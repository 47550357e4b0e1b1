//! The process-wide alarm cache.
//!
//! Tracks which alerts are open per chain (the canonical map) and which have
//! actually been delivered per sink (the mirrors). The mirrors are what stop
//! duplicate notifications: an alert id present in a sink's mirror means that
//! sink already saw the fire and must not see it again until it resolves.
//!
//! Invariant: at most one open instance of a given alert id per chain. A
//! resolve is deliverable on a sink if and only if that sink delivered the
//! corresponding fire.

use std::collections::HashMap;

use chrono::{DateTime, Duration, Utc};
use serde::{Deserialize, Serialize};
use tokio::sync::RwLock;
use tracing::{debug, info, warn};

use crate::models::Severity;
use crate::services::alerts::{AlertMsg, GOVERNANCE_RULE};

/// How long a repeated fire of the same id is considered flapping on the
/// paging sink.
const FLAP_WINDOW_MINUTES: i64 = 5;

/// The notification sinks with dedup mirrors.
#[derive(Debug, Clone, Copy, PartialEq, Eq)]
pub enum Sink {
	Pagerduty,
	Telegram,
	Discord,
	Slack,
}

impl Sink {
	pub fn name(self) -> &'static str {
		match self {
			Sink::Pagerduty => "PagerDuty",
			Sink::Telegram => "Telegram",
			Sink::Discord => "Discord",
			Sink::Slack => "Slack",
		}
	}
}

/// A delivered or open alert as stored in the cache and the state file.
#[derive(Debug, Clone, PartialEq, Serialize, Deserialize)]
pub struct AlarmEntry {
	pub message: String,
	pub sent_time: DateTime<Utc>,
}

/// Serialized form of the cache, embedded in the persisted state file.
#[derive(Debug, Clone, Default, PartialEq, Serialize, Deserialize)]
pub struct SavedAlarms {
	#[serde(default)]
	pub sent_pd_alarms: HashMap<String, AlarmEntry>,
	#[serde(default)]
	pub sent_tg_alarms: HashMap<String, AlarmEntry>,
	#[serde(default)]
	pub sent_di_alarms: HashMap<String, AlarmEntry>,
	#[serde(default)]
	pub sent_slk_alarms: HashMap<String, AlarmEntry>,
	#[serde(default)]
	pub sent_all_alarms: HashMap<String, HashMap<String, AlarmEntry>>,
}

impl SavedAlarms {
	/// Drops entries older than `max_age`. Anything that stale is
	/// re-evaluated from scratch after a restart.
	pub fn prune_stale(&mut self, now: DateTime<Utc>, max_age: Duration) {
		let cutoff = now - max_age;
		let keep = |map: &mut HashMap<String, AlarmEntry>| {
			map.retain(|id, entry| {
				if entry.sent_time < cutoff {
					info!("not restoring stale alarm {id}");
					false
				} else {
					true
				}
			});
		};
		keep(&mut self.sent_pd_alarms);
		keep(&mut self.sent_tg_alarms);
		keep(&mut self.sent_di_alarms);
		keep(&mut self.sent_slk_alarms);
		for chain in self.sent_all_alarms.values_mut() {
			keep(chain);
		}
		self.sent_all_alarms.retain(|_, v| !v.is_empty());
	}
}

#[derive(Default)]
struct Inner {
	sent_pd: HashMap<String, AlarmEntry>,
	sent_tg: HashMap<String, AlarmEntry>,
	sent_di: HashMap<String, AlarmEntry>,
	sent_slk: HashMap<String, AlarmEntry>,
	/// chain name -> alert id -> entry
	all: HashMap<String, HashMap<String, AlarmEntry>>,
	/// "{chain}/{alert id}" -> last fire attempt; not persisted
	flapping: HashMap<String, DateTime<Utc>>,
}

impl Inner {
	fn mirror_mut(&mut self, sink: Sink) -> &mut HashMap<String, AlarmEntry> {
		match sink {
			Sink::Pagerduty => &mut self.sent_pd,
			Sink::Telegram => &mut self.sent_tg,
			Sink::Discord => &mut self.sent_di,
			Sink::Slack => &mut self.sent_slk,
		}
	}
}

/// Shared dedup state for every chain and sink. One per process.
#[derive(Default)]
pub struct AlarmCache {
	inner: RwLock<Inner>,
}

impl AlarmCache {
	pub fn new() -> Self {
		Self::default()
	}

	/// Decides whether `msg` should actually be sent on `sink`, updating the
	/// sink mirror as a side effect.
	///
	/// * fires below the sink's severity threshold are dropped;
	/// * duplicate fires are dropped, except governance reminders older than
	///   `reminder_interval`, which are re-sent;
	/// * fires repeated within five minutes are suppressed as flapping on the
	///   paging sink;
	/// * resolves pass only when the mirror holds the corresponding fire
	///   (which also exempts them from the severity filter).
	pub async fn should_notify(
		&self,
		msg: &AlertMsg,
		sink: Sink,
		threshold: Severity,
		reminder_interval: Duration,
		now: DateTime<Utc>,
	) -> bool {
		let mut inner = self.inner.write().await;

		if msg.resolved {
			let mirror = inner.mirror_mut(sink);
			return match mirror.remove(&msg.alert_id) {
				Some(_) => {
					info!(
						"resolved alarm on {} ({}) - notifying {}",
						msg.chain_label,
						msg.message,
						sink.name()
					);
					true
				}
				None => {
					debug!(
						"not clearing alarm on {} ({}) - no corresponding alert was sent to {}",
						msg.chain_label,
						msg.message,
						sink.name()
					);
					false
				}
			};
		}

		if msg.severity < threshold {
			return false;
		}

		let flap_key = format!("{}/{}", msg.chain_name, msg.alert_id);
		if let Some(entry) = inner.mirror_mut(sink).get(&msg.alert_id).cloned() {
			// already firing; only governance reminders are re-sent
			let is_reminder = msg.alert_id.starts_with(GOVERNANCE_RULE)
				&& now - entry.sent_time >= reminder_interval;
			if is_reminder {
				info!(
					"re-sending alert on {} ({}) - notifying {}",
					msg.chain_label,
					msg.message,
					sink.name()
				);
				inner.mirror_mut(sink).insert(
					msg.alert_id.clone(),
					AlarmEntry {
						message: msg.message.clone(),
						sent_time: now,
					},
				);
				return true;
			}
			return false;
		}

		if sink == Sink::Pagerduty {
			if let Some(last) = inner.flapping.get(&flap_key) {
				if now - *last < Duration::minutes(FLAP_WINDOW_MINUTES) {
					warn!(
						"flapping detected - suppressing pagerduty notification: {} {}",
						msg.chain_label, msg.message
					);
					return false;
				}
			}
			inner.flapping.insert(flap_key, now);
		}

		info!(
			"ALERT: new alarm on {} ({}) - notifying {}",
			msg.chain_label,
			msg.message,
			sink.name()
		);
		inner.mirror_mut(sink).insert(
			msg.alert_id.clone(),
			AlarmEntry {
				message: msg.message.clone(),
				sent_time: now,
			},
		);
		true
	}

	/// Records a fire in the canonical per-chain map. Returns false when the
	/// alert was already open (an idempotent no-op).
	pub async fn record_fire(
		&self,
		chain: &str,
		alert_id: &str,
		message: &str,
		now: DateTime<Utc>,
	) -> bool {
		let mut inner = self.inner.write().await;
		let chain_map = inner.all.entry(chain.to_string()).or_default();
		if chain_map.contains_key(alert_id) {
			return false;
		}
		chain_map.insert(
			alert_id.to_string(),
			AlarmEntry {
				message: message.to_string(),
				sent_time: now,
			},
		);
		true
	}

	/// Removes a fire from the canonical map. Returns false when nothing was
	/// open under the id.
	pub async fn record_resolve(&self, chain: &str, alert_id: &str) -> bool {
		let mut inner = self.inner.write().await;
		inner
			.all
			.get_mut(chain)
			.map(|m| m.remove(alert_id).is_some())
			.unwrap_or(false)
	}

	pub async fn contains(&self, chain: &str, alert_id: &str) -> bool {
		self.inner
			.read()
			.await
			.all
			.get(chain)
			.map(|m| m.contains_key(alert_id))
			.unwrap_or(false)
	}

	pub async fn active_count(&self, chain: &str) -> usize {
		self.inner
			.read()
			.await
			.all
			.get(chain)
			.map(|m| m.len())
			.unwrap_or(0)
	}

	/// Open alert ids for a chain, used by the governance rule to resolve
	/// proposals that left the unvoted set.
	pub async fn active_ids(&self, chain: &str) -> Vec<String> {
		self.inner
			.read()
			.await
			.all
			.get(chain)
			.map(|m| m.keys().cloned().collect())
			.unwrap_or_default()
	}

	/// Open alert messages for a chain, shown on the dashboard.
	pub async fn active_messages(&self, chain: &str) -> Vec<String> {
		self.inner
			.read()
			.await
			.all
			.get(chain)
			.map(|m| m.values().map(|e| e.message.clone()).collect())
			.unwrap_or_default()
	}

	/// Serializes the cache for the state file.
	pub async fn snapshot(&self) -> SavedAlarms {
		let inner = self.inner.read().await;
		SavedAlarms {
			sent_pd_alarms: inner.sent_pd.clone(),
			sent_tg_alarms: inner.sent_tg.clone(),
			sent_di_alarms: inner.sent_di.clone(),
			sent_slk_alarms: inner.sent_slk.clone(),
			sent_all_alarms: inner.all.clone(),
		}
	}

	/// Replaces the cache contents with a restored snapshot. Callers prune
	/// stale entries first.
	pub async fn restore(&self, saved: SavedAlarms) {
		let mut inner = self.inner.write().await;
		inner.sent_pd = saved.sent_pd_alarms;
		inner.sent_tg = saved.sent_tg_alarms;
		inner.sent_di = saved.sent_di_alarms;
		inner.sent_slk = saved.sent_slk_alarms;
		inner.all = saved.sent_all_alarms;
	}
}

#[cfg(test)]
mod tests {
	use super::*;

	fn msg(id: &str, severity: Severity, resolved: bool) -> AlertMsg {
		AlertMsg {
			chain_name: "testchain".into(),
			chain_label: "testchain (test-1)".into(),
			alert_id: id.into(),
			message: format!("message for {id}"),
			severity,
			resolved,
			pagerduty: None,
			discord: None,
			telegram: None,
			slack: None,
		}
	}

	fn now() -> DateTime<Utc> {
		Utc::now()
	}

	const REMINDER: fn() -> Duration = || Duration::hours(6);

	#[tokio::test]
	async fn duplicate_fire_is_suppressed() {
		let cache = AlarmCache::new();
		let m = msg("ConsecutiveBlocksMissed_val1", Severity::Critical, false);
		assert!(
			cache
				.should_notify(&m, Sink::Telegram, Severity::Info, REMINDER(), now())
				.await
		);
		assert!(
			!cache
				.should_notify(&m, Sink::Telegram, Severity::Info, REMINDER(), now())
				.await
		);
	}

	#[tokio::test]
	async fn severity_threshold_filters_fires_per_sink() {
		let cache = AlarmCache::new();
		let m = msg("PercentageBlocksMissed_val1", Severity::Warning, false);
		assert!(
			!cache
				.should_notify(&m, Sink::Pagerduty, Severity::Critical, REMINDER(), now())
				.await
		);
		assert!(
			cache
				.should_notify(&m, Sink::Slack, Severity::Info, REMINDER(), now())
				.await
		);
	}

	#[tokio::test]
	async fn resolve_requires_prior_delivery() {
		let cache = AlarmCache::new();
		let fire = msg("PercentageBlocksMissed_val1", Severity::Warning, false);
		let resolve = msg("PercentageBlocksMissed_val1", Severity::Warning, true);

		// the paging sink never saw the fire, so it must not see the resolve
		assert!(
			!cache
				.should_notify(&fire, Sink::Pagerduty, Severity::Critical, REMINDER(), now())
				.await
		);
		assert!(
			!cache
				.should_notify(&resolve, Sink::Pagerduty, Severity::Critical, REMINDER(), now())
				.await
		);

		// the chat sink saw the fire, so the resolve passes even though the
		// severity is below nothing in particular
		assert!(
			cache
				.should_notify(&fire, Sink::Slack, Severity::Info, REMINDER(), now())
				.await
		);
		assert!(
			cache
				.should_notify(&resolve, Sink::Slack, Severity::Info, REMINDER(), now())
				.await
		);
		// and only once
		assert!(
			!cache
				.should_notify(&resolve, Sink::Slack, Severity::Info, REMINDER(), now())
				.await
		);
	}

	#[tokio::test]
	async fn pagerduty_flap_suppression() {
		let cache = AlarmCache::new();
		let fire = msg("RPCNodeDown_val1_http://x", Severity::Critical, false);
		let resolve = msg("RPCNodeDown_val1_http://x", Severity::Critical, true);
		let t0 = now();

		assert!(
			cache
				.should_notify(&fire, Sink::Pagerduty, Severity::Info, REMINDER(), t0)
				.await
		);
		assert!(
			cache
				.should_notify(&resolve, Sink::Pagerduty, Severity::Info, REMINDER(), t0)
				.await
		);
		// immediate re-fire inside the flap window is suppressed
		assert!(
			!cache
				.should_notify(&fire, Sink::Pagerduty, Severity::Info, REMINDER(), t0)
				.await
		);
		// after the window has passed it fires again
		let later = t0 + Duration::minutes(FLAP_WINDOW_MINUTES + 1);
		assert!(
			cache
				.should_notify(&fire, Sink::Pagerduty, Severity::Info, REMINDER(), later)
				.await
		);
	}

	#[tokio::test]
	async fn governance_reminder_cadence() {
		let cache = AlarmCache::new();
		let m = msg(
			&format!("{GOVERNANCE_RULE}_val1_42"),
			Severity::Warning,
			false,
		);
		let t0 = now();
		assert!(
			cache
				.should_notify(&m, Sink::Discord, Severity::Info, REMINDER(), t0)
				.await
		);
		// before the reminder interval: suppressed
		assert!(
			!cache
				.should_notify(&m, Sink::Discord, Severity::Info, REMINDER(), t0 + Duration::hours(5))
				.await
		);
		// after: re-sent
		assert!(
			cache
				.should_notify(&m, Sink::Discord, Severity::Info, REMINDER(), t0 + Duration::hours(6))
				.await
		);
		// the reminder clock restarts
		assert!(
			!cache
				.should_notify(&m, Sink::Discord, Severity::Info, REMINDER(), t0 + Duration::hours(7))
				.await
		);
	}

	#[tokio::test]
	async fn canonical_map_is_idempotent() {
		let cache = AlarmCache::new();
		assert!(cache.record_fire("c", "A_v", "m", now()).await);
		assert!(!cache.record_fire("c", "A_v", "m", now()).await);
		assert_eq!(cache.active_count("c").await, 1);
		assert!(cache.record_resolve("c", "A_v").await);
		assert!(!cache.record_resolve("c", "A_v").await);
		assert_eq!(cache.active_count("c").await, 0);
	}

	#[tokio::test]
	async fn snapshot_restore_round_trip() {
		let cache = AlarmCache::new();
		let m = msg("ValidatorInactive_val1", Severity::Critical, false);
		cache
			.should_notify(&m, Sink::Telegram, Severity::Info, REMINDER(), now())
			.await;
		cache.record_fire("testchain", &m.alert_id, &m.message, now()).await;

		let snap = cache.snapshot().await;
		let other = AlarmCache::new();
		other.restore(snap.clone()).await;
		assert_eq!(other.snapshot().await, snap);
		assert!(other.contains("testchain", "ValidatorInactive_val1").await);

		// restored mirror still dedups the fire and delivers the resolve
		assert!(
			!other
				.should_notify(&m, Sink::Telegram, Severity::Info, REMINDER(), now())
				.await
		);
		let resolve = msg("ValidatorInactive_val1", Severity::Critical, true);
		assert!(
			other
				.should_notify(&resolve, Sink::Telegram, Severity::Info, REMINDER(), now())
				.await
		);
	}

	#[tokio::test]
	async fn stale_entries_are_pruned() {
		let cache = AlarmCache::new();
		let m = msg("ChainStalled_val1", Severity::Critical, false);
		let old = now() - Duration::hours(30);
		cache
			.should_notify(&m, Sink::Slack, Severity::Info, REMINDER(), old)
			.await;
		cache.record_fire("testchain", &m.alert_id, &m.message, old).await;

		let mut snap = cache.snapshot().await;
		snap.prune_stale(now(), Duration::hours(24));
		assert!(snap.sent_slk_alarms.is_empty());
		assert!(snap.sent_all_alarms.is_empty());
	}
}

Problem statement:
Each line that contains the string "than" counts once; report how many such lines the entries have, giving only the number.

Exercise response:
2